SEDONA, Arizona, US, June 21, 2006 (Refocus
Weekly)
Governors from the western U.S. states want a
ten-year production tax credit for all renewable energy
technologies, with complementary polices for consumer-owned
utilities and native tribes.
The Western Governors Association adopted recommendations during
their annual meeting which originated with their Clean & Diversified
Energy Advisory Committee, which had recommended that 30,000 MW of
clean energy be developed by 2015. Other suggestions were that
energy efficiency be increased 20% by 2020.
The governors identified a number of federal policies and
legislation that were needed, including a long-term ten-year
extension of the production tax credit for all renewable energy
technologies, with complementary polices for consumer-owned
utilities and tribes. They want the cap raised on the residential
investment tax credit to US$10,000 for renewable energy or
distributed generation systems, and tax credits for energy
efficiency investments, improvements in national appliance
efficiency standards and adequate funding for state programs on
clean power generation.
The resolution was based on a 18-month consultation that involved
250 officials, and was brought forward by governors Janet Napolitano
of Arizona, Bill Richardson of New Mexico, Dave Freudenthal of
Wyoming, Mike Rounds of South Dakota, and Arnold Schwarzenegger of
California, who proposed the initiative two years ago.
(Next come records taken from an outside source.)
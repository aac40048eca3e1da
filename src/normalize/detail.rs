//! Detailed street addresses and input sanity checks.

use super::hamlet::extract_hamlet_from_free_text;
use super::rules::{ALLEY, HOUSE_NUMBER, STREET, WHITESPACE};
use super::{normalize, strip_diacritics};
use std::fmt;

/// Longest field value accepted without a warning.
const MAX_FIELD_LENGTH: usize = 50;

/// Address fields a caller supplies per row.
#[derive(Debug, Clone, Copy, PartialEq, Eq, Hash)]
pub enum AddressField {
    Commune,
    District,
    Province,
    Hamlet,
}

impl AddressField {
    pub fn name(&self) -> &'static str {
        match self {
            AddressField::Commune => "commune",
            AddressField::District => "district",
            AddressField::Province => "province",
            AddressField::Hamlet => "hamlet",
        }
    }
}

impl fmt::Display for AddressField {
    fn fmt(&self, f: &mut fmt::Formatter<'_>) -> fmt::Result {
        f.write_str(self.name())
    }
}

/// Components pulled out of a free-text detailed address.
#[derive(Debug, Clone, Default, PartialEq, Eq)]
pub struct AddressDetail {
    /// House number, e.g. "12/3a"
    pub house_number: Option<String>,
    /// Alley or lane with its keyword, e.g. "hem 45"
    pub alley: Option<String>,
    /// Street name, up to the next comma
    pub street: Option<String>,
    /// Hamlet reference, see [`extract_hamlet_from_free_text`]
    pub hamlet: Option<String>,
    /// The whole address through [`normalize`]
    pub normalized: String,
}

/// Lowercase, diacritic-free text that still carries its punctuation, so
/// street names stop at the next comma.
fn fold_for_detail(text: &str) -> String {
    let folded = strip_diacritics(&text.to_lowercase()).replace('đ', "d");
    WHITESPACE.replace_all(folded.trim(), " ").into_owned()
}

/// Split a detailed address into house number, alley, street and hamlet.
///
/// # Examples
/// ```
/// use addrmerge::normalize::parse_address_detail;
/// let detail = parse_address_detail("Số 12/3, hẻm 45, đường Lê Lợi, Ấp 2");
/// assert_eq!(detail.house_number.as_deref(), Some("12/3"));
/// assert_eq!(detail.alley.as_deref(), Some("hem 45"));
/// assert_eq!(detail.street.as_deref(), Some("le loi"));
/// assert_eq!(detail.hamlet.as_deref(), Some("ap 2"));
/// ```
#[must_use]
pub fn parse_address_detail(text: &str) -> AddressDetail {
    if text.trim().is_empty() {
        return AddressDetail::default();
    }

    let folded = fold_for_detail(text);

    let house_number = HOUSE_NUMBER
        .captures(&folded)
        .and_then(|caps| caps.get(1))
        .map(|m| m.as_str().to_string());

    let alley = ALLEY.captures(&folded).and_then(|caps| {
        let keyword = match caps.get(1)?.as_str() {
            "hem" | "h." => "hem",
            _ => "ngo",
        };
        Some(format!("{keyword} {}", caps.get(2)?.as_str()))
    });

    let street = STREET
        .captures(&folded)
        .and_then(|caps| caps.get(1))
        .map(|m| m.as_str().trim().to_string())
        .filter(|s| !s.is_empty());

    AddressDetail {
        house_number,
        alley,
        street,
        hamlet: extract_hamlet_from_free_text(text),
        normalized: normalize(text),
    }
}

/// A non-fatal observation about an input row.
#[derive(Debug, Clone, PartialEq, Eq)]
pub enum InputWarning {
    /// The field is longer than any real administrative name.
    TooLong { field: AddressField, length: usize },
    /// The field contains characters outside Vietnamese letters, digits,
    /// spaces and hyphens.
    UnusualCharacters { field: AddressField },
}

impl fmt::Display for InputWarning {
    fn fmt(&self, f: &mut fmt::Formatter<'_>) -> fmt::Result {
        match self {
            InputWarning::TooLong { field, length } => {
                write!(f, "{field} is unusually long ({length} characters)")
            }
            InputWarning::UnusualCharacters { field } => {
                write!(f, "{field} contains unusual characters")
            }
        }
    }
}

const VIETNAMESE_LETTERS: &str = "áàảãạăắằẳẵặâấầẩẫậéèẻẽẹêếềểễệíìỉĩịóòỏõọôốồổỗộơớờởỡợúùủũụưứừửữựýỳỷỹỵđ";

fn is_expected_char(c: char) -> bool {
    c.is_ascii_alphanumeric()
        || c.is_whitespace()
        || c == '-'
        || c.to_lowercase().all(|l| VIETNAMESE_LETTERS.contains(l))
}

/// Check raw commune, district and province values for anything that
/// suggests a data-entry problem.
#[must_use]
pub fn validate_input(commune: &str, district: &str, province: &str) -> Vec<InputWarning> {
    let mut warnings = Vec::new();

    for (field, value) in [
        (AddressField::Commune, commune),
        (AddressField::District, district),
        (AddressField::Province, province),
    ] {
        let length = value.chars().count();
        if length > MAX_FIELD_LENGTH {
            warnings.push(InputWarning::TooLong { field, length });
        }
    }

    if !commune.chars().all(is_expected_char) {
        warnings.push(InputWarning::UnusualCharacters {
            field: AddressField::Commune,
        });
    }

    warnings
}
“We are grateful to all those who dedicated so much time to this
remarkable effort and worked hard to find common ground,” says
Napolitano, chair of the WGA. “The western governors believe the
actions identified will help protect our region from energy
shortages and price spikes, improve the balance of energy resources
used to produce electricity, encourage more energy-efficient
practices, and mitigate the environmental impacts of power
generation.”
On green fuels, the governors said the U.S. must reverse its
“over-dependence on volatile foreign oil supplies” and called for an
expansion of economic opportunities through the production and
distribution of domestic renewable fuels to all regions of the west,
and promotion of higher renewable content blends in existing
transportation fuels.
The CDEAC committee “believes this report offers the Western
Governors a host of viable options for increasing the amount of
energy efficiency and the construction of clean energy facilities in
the west.” It was created in 2004 when the governors and directed to
assess “promising new resources and technologies” and the obstacles
to access for clean energy resources.
“While future energy demand is dependent on many factors, it is
certain that the west will require more capacity in 2015; an
examination of utility integrated resource plans and state
requirements for renewable portfolio standards (without accounting
for all the potential gains in energy efficiency) shows nameplate
capacity may increase from 319,500 MW in 2004 to 363,000 MW in 2015
and to 400,000 MW in 2020,” and the increase over 15 years could be
as high as 80,000 MW. “The magnitude of projected increases
underscores the need to simultaneously pursue aggressive
implementation of energy efficiency measures and to develop cleaner,
more efficient energy generation.”
States should consider establishment of “state-based incentive
programs to promote the development of energy efficiency,
conservation and clean energy technologies including, but not
limited to, production incentives and clean energy bonds,” and
consider the provision of property and sales tax incentives and
credits for clean energy developments. They should facilitate
investments in clean distributed generation by developing net
metering, interconnection standards and time-of-use rate structures,
and “develop a methodology that fairly and fully evaluates the net
non-energy benefits of all clean energy technologies, particularly
bioenergy projects.”
Governments should support “well-designed comprehensive integrated
resource planning and procurement rules that weigh the full costs,
benefits and risks (including environmental) of various resource
options for public and investor-owned utilities,” and provide
regulatory incentives such as full and accelerated cost-recovery for
emerging clean energy technologies. They should also “evaluate and
develop appropriate incentives/policies that recognize the
non-energy benefits of renewable energy projects” and, if utilities
provide supplemental support to a renewables project, they should
receive full cost recovery for such activities.
The Western Governors’ Association represents the governors of 19
states and three U.S. islands in the Pacific.